One interesting, and dismaying, e-letter in yesterday's post has been followed up with new info in this morning's e-tray: a Russian internet site selling "licensed" downloads of KC. We are only one of many "licensees" whose music the site makes available. This is extracted from online news --
A Russian outfit -- is selling digitized music by the megabyte. $5 gets you 500MB of music in the format of your choice (MP3, MPEG4-AAC, OGG, etc.) delivered to your desktop at an impressively fast rate. At such prices, you'd think allofmp3.com's artist catalog would be limited to obscure Russian accordion acts. Not so. The site offers music from a vast array of artists, some from bands who'd no doubt be horrified to find their work featured on it. How is this possible?
allofmp3.com says it pays license fees for the music it sells. And if that's true, the outfit is likely legitimate. Which would be pretty funny, given all that the recording industry has done in the past year to enforce its copyrights. "We can't see any legal or moral objection to using the site," Charles Wright writes in the Sydney Morning Herald. "We're using the material for private use, there is no restriction in this country on the parallel importing of recorded music and none of the artists seem to have been deprived of their rights. While we suspect the recorded music industry would like to earn more from their music, we're in no position to judge the arrangements they might have made with Russia."
Well, as regards King Crimson, I am in a position to judge the arrangements they might have made in Russian: there is no arrangement. Legal or moral objection? This is theft.
There is a significant & qualitative distinction between fan file-swapping & piracy: the difference is in aim. The site above undermines itself by being based on a lie: this material is licensed. From this follows a remorseless & inevitable series of repercussions, many of which are not immediately obvious.
12.01 On the same subject, just into the e-tray from Sean Fitzpatrick --
This thing is spreading like a virus.. I first heard of it a few weeks back, it appeared in a couple of mainstream newspapers at the start of the week in the US & Australia & spread to Internet music industry sites..
The 'concept' seems, in part, based on a charmingly Russian take on the World..
i.e. "poor us - we lived as communists for years & didn't understand the concept of copyright.. you told us we were unenlightened. now we're embracing parts of western capitalism... ('very much we like your free market system') & we're still wrong.. in the meantime - here's the whole beatles catalogue for a dollar & my friend Ivan can get you a dvd of spiderman 2 before it's released in your western cinemas... next week we come to london to buy a house in maida vale.." --
I doubt there's much can be done about this - but probably worth lodging a complaint with BMG publishers & the BPI/IFPI as a starting point..
The Vicar is entirely correct when he says that the only real way to stop this is for the credit card companies to refuse to process the cash - but I'd imagine their attitude is somewhat like E-bay - "hey we're just honest brokers - it's nothing to do with us.."
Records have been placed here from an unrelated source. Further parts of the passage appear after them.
//! Error handling for the Workflow SDK
//!
//! This module provides the error system shared by the dispatcher, the
//! resilience layer and the test double:
//! - Categorizes errors by kind (validation, communication, circuit open, etc.)
//! - Adds rich context to errors (status code, request id, attempts)
//! - Classifies errors as retryable or permanent
//! - Provides convenient Result type alias

use std::collections::HashMap;
use std::fmt;
use thiserror::Error;

pub mod mapping;

/// Result type for Workflow SDK operations
pub type Result<T> = std::result::Result<T, WorkflowError>;

/// Main error type for the Workflow SDK
#[derive(Error, Debug)]
pub enum WorkflowError {
    /// Malformed payload or workflow identifier. Never retried.
    #[error("Validation error: {0}")]
    Validation(String),

    /// Transport or HTTP failure surfaced after the retry policy gave up
    #[error("Communication error: {0}")]
    Communication(String),

    /// The circuit breaker rejected the call without a transport attempt
    #[error("Circuit open: {0}")]
    CircuitOpen(String),

    /// A deadline elapsed (sync-mode wait or a single transport attempt)
    #[error("Timeout error: {0}")]
    Timeout(String),

    /// Network or connection errors
    #[error("Network error: {0}")]
    Network(String),

    /// The remote engine answered with a non-success HTTP status
    #[error("HTTP {status}: {message}")]
    Http { status: u16, message: String },

    /// A reply could not be decoded into the requested target type
    #[error("Mapping error: {0}")]
    Mapping(String),

    /// Configuration errors
    #[error("Configuration error: {0}")]
    Configuration(String),

    /// Unexpected or internal errors
    #[error("Internal error: {0}")]
    Internal(String),

    /// Errors with additional context
    #[error("{inner}")]
    WithContext {
        inner: Box<WorkflowError>,
        context: ErrorContext,
    },
}

/// Discriminant of a [`WorkflowError`], looking through context wrappers
#[derive(Debug, Clone, Copy, PartialEq, Eq)]
pub enum ErrorKind {
    Validation,
    Communication,
    CircuitOpen,
    Timeout,
    Network,
    Http,
    Mapping,
    Configuration,
    Internal,
}

impl WorkflowError {
    /// Create a validation error
    pub fn validation(message: impl Into<String>) -> Self {
        WorkflowError::Validation(message.into())
    }

    /// Create a communication error
    pub fn communication(message: impl Into<String>) -> Self {
        WorkflowError::Communication(message.into())
    }

    /// Create a circuit open error
    pub fn circuit_open(message: impl Into<String>) -> Self {
        WorkflowError::CircuitOpen(message.into())
    }

    /// Create a timeout error
    pub fn timeout(message: impl Into<String>) -> Self {
        WorkflowError::Timeout(message.into())
    }

    /// Create a network error
    pub fn network(message: impl Into<String>) -> Self {
        WorkflowError::Network(message.into())
    }

    /// Create an HTTP status error
    pub fn http(status: u16, message: impl Into<String>) -> Self {
        WorkflowError::Http {
            status,
            message: message.into(),
        }
    }

    /// Create a mapping error
    pub fn mapping(message: impl Into<String>) -> Self {
        WorkflowError::Mapping(message.into())
    }

    /// Create a configuration error
    pub fn configuration(message: impl Into<String>) -> Self {
        WorkflowError::Configuration(message.into())
    }

    /// Create an internal error
    pub fn internal(message: impl Into<String>) -> Self {
        WorkflowError::Internal(message.into())
    }

    /// Add context to an existing error
    pub fn with_context(self, context: ErrorContext) -> Self {
        WorkflowError::WithContext {
            inner: Box::new(self),
            context,
        }
    }

    /// Add a single context key/value to an existing error.
    ///
    /// Values are merged into an existing context rather than nesting a
    /// second wrapper.
    pub fn with_context_value(self, key: impl Into<String>, value: impl fmt::Display) -> Self {
        match self {
            WorkflowError::WithContext { inner, mut context } => {
                context.add(key, value);
                WorkflowError::WithContext { inner, context }
            }
            other => {
                let mut context = ErrorContext::new();
                context.add(key, value);
                other.with_context(context)
            }
        }
    }

    /// Attach the identifier of the tracked request
    pub fn with_request_id(self, id: impl Into<String>) -> Self {
        match self {
            WorkflowError::WithContext { inner, context } => WorkflowError::WithContext {
                inner,
                context: context.request_id(id),
            },
            other => other.with_context(ErrorContext::new().request_id(id)),
        }
    }

    /// The error with every context wrapper removed
    pub fn root(&self) -> &WorkflowError {
        match self {
            WorkflowError::WithContext { inner, .. } => inner.root(),
            other => other,
        }
    }

    /// The kind of the innermost error
    pub fn kind(&self) -> ErrorKind {
        match self.root() {
            WorkflowError::Validation(_) => ErrorKind::Validation,
            WorkflowError::Communication(_) => ErrorKind::Communication,
            WorkflowError::CircuitOpen(_) => ErrorKind::CircuitOpen,
            WorkflowError::Timeout(_) => ErrorKind::Timeout,
            WorkflowError::Network(_) => ErrorKind::Network,
            WorkflowError::Http { .. } => ErrorKind::Http,
            WorkflowError::Mapping(_) => ErrorKind::Mapping,
            WorkflowError::Configuration(_) => ErrorKind::Configuration,
            WorkflowError::Internal(_) | WorkflowError::WithContext { .. } => ErrorKind::Internal,
        }
    }

    /// Get the attached context, if any
    pub fn context(&self) -> Option<&ErrorContext> {
        match self {
            WorkflowError::WithContext { context, .. } => Some(context),
            _ => None,
        }
    }

    /// Get the HTTP status code if available
    pub fn status_code(&self) -> Option<u16> {
        match self {
            WorkflowError::Http { status, .. } => Some(*status),
            WorkflowError::WithContext { inner, context } => {
                context.status_code.or_else(|| inner.status_code())
            }
            _ => None,
        }
    }

    /// Get the request identifier if available
    pub fn request_id(&self) -> Option<&str> {
        match self {
            WorkflowError::WithContext { inner, context } => {
                context.request_id.as_deref().or_else(|| inner.request_id())
            }
            _ => None,
        }
    }

    /// Look up a context value added with [`WorkflowError::with_context_value`]
    pub fn context_value(&self, key: &str) -> Option<&str> {
        match self {
            WorkflowError::WithContext { inner, context } => context
                .data
                .get(key)
                .map(String::as_str)
                .or_else(|| inner.context_value(key)),
            _ => None,
        }
    }

    /// Check if this is a retryable error
    pub fn is_retryable(&self) -> bool {
        match self {
            WorkflowError::Network(_) => true,
            WorkflowError::Timeout(_) => true,
            WorkflowError::Http { status, .. } => mapping::is_retryable_status(*status),
            WorkflowError::WithContext { inner, .. } => inner.is_retryable(),
            _ => false,
        }
    }

    /// Check if this is a permanent error (not retryable)
    pub fn is_permanent(&self) -> bool {
        !self.is_retryable()
    }

    /// Convert a failed transport outcome into the error surfaced to callers.
    ///
    /// Validation, circuit-open and communication errors pass through
    /// unchanged; everything else becomes a `Communication` error carrying
    /// the wrapped context.
    pub fn into_communication(self) -> Self {
        match self.kind() {
            ErrorKind::Validation | ErrorKind::CircuitOpen | ErrorKind::Communication => self,
            _ => {
                let message = self.root().to_string();
                let status = self.status_code();
                let mut context = match self {
                    WorkflowError::WithContext { context, .. } => context,
                    _ => ErrorContext::new(),
                };
                context.status_code = context.status_code.or(status);

                WorkflowError::communication(message).with_context(context)
            }
        }
    }
}

/// Error context information
#[derive(Debug, Clone)]
pub struct ErrorContext {
    /// Component that generated the error
    pub source: String,

    /// Time the error was observed
    pub timestamp: Option<chrono::DateTime<chrono::Utc>>,

    /// HTTP status code if applicable
    pub status_code: Option<u16>,

    /// Identifier of the tracked request
    pub request_id: Option<String>,

    /// Endpoint that was called
    pub endpoint: Option<String>,

    /// Additional context data
    pub data: HashMap<String, String>,
}

impl Default for ErrorContext {
    fn default() -> Self {
        Self {
            source: "workflow-sdk".to_string(),
            timestamp: Some(chrono::Utc::now()),
            status_code: None,
            request_id: None,
            endpoint: None,
            data: HashMap::new(),
        }
    }
}

impl ErrorContext {
    /// Create a new error context
    pub fn new() -> Self {
        Self::default()
    }

    /// Create a new error context for a specific component
    pub fn for_source(source: impl Into<String>) -> Self {
        Self {
            source: source.into(),
            ..Self::default()
        }
    }

    /// Add an HTTP status code
    pub fn status_code(mut self, code: u16) -> Self {
        self.status_code = Some(code);
        self
    }

    /// Add a request ID
    pub fn request_id(mut self, id: impl Into<String>) -> Self {
        self.request_id = Some(id.into());
        self
    }

    /// Add an endpoint
    pub fn endpoint(mut self, endpoint: impl Into<String>) -> Self {
        self.endpoint = Some(endpoint.into());
        self
    }

    /// Add a context value
    pub fn add<K, V>(&mut self, key: K, value: V)
    where
        K: Into<String>,
        V: fmt::Display,
    {
        self.data.insert(key.into(), value.to_string());
    }

    /// Add a context value and return self (builder pattern)
    pub fn with<K, V>(mut self, key: K, value: V) -> Self
    where
        K: Into<String>,
        V: fmt::Display,
    {
        self.add(key, value);
        self
    }
}

/// Convert reqwest errors to WorkflowError
impl From<reqwest::Error> for WorkflowError {
    fn from(err: reqwest::Error) -> Self {
        let context = ErrorContext::for_source("http_client");

        let error = if err.is_timeout() {
            WorkflowError::timeout(format!("Request timed out: {}", err))
        } else if err.is_connect() {
            WorkflowError::network(format!("Connection error: {}", err))
        } else if err.is_redirect() {
            WorkflowError::network(format!("Too many redirects: {}", err))
        } else if err.is_builder() {
            WorkflowError::validation(format!("Invalid request: {}", err))
        } else if err.is_decode() {
            WorkflowError::network(format!("Response decode error: {}", err))
        } else {
            WorkflowError::network(format!("HTTP client error: {}", err))
        };

        match err.status() {
            Some(status) => error.with_context(context.status_code(status.as_u16())),
            None => error.with_context(context),
        }
    }
}

/// Convert serde_json errors to WorkflowError
impl From<serde_json::Error> for WorkflowError {
    fn from(err: serde_json::Error) -> Self {
        WorkflowError::validation(format!("JSON error: {}", err))
            .with_context(ErrorContext::for_source("json"))
    }
}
Perhaps if the IFPI & music publishers ganged up on the credit card companies & threatened a class action to retrieve the amount of income lost via such blatant copyright abuse it might help - but even this seems unlikely...
cheers, Sean.
20.18 DGM SoundWorld I.
The Late Shift. The 21st. Century Guide To King Crimson is this evening's work.
21.02 Volume Four: Live 1973-74 is werning persuasively forward.
22.07 The over-view is in place. Now we are loading in an improv to saffron the predicacion.
23.23 David is going home. KC 1973-74 is in good shape, maybe in better shape than it has ever been.
David: I can hear it now in ways I couldn't hear ten years ago.
RF: The sound remains the same but the music has matured.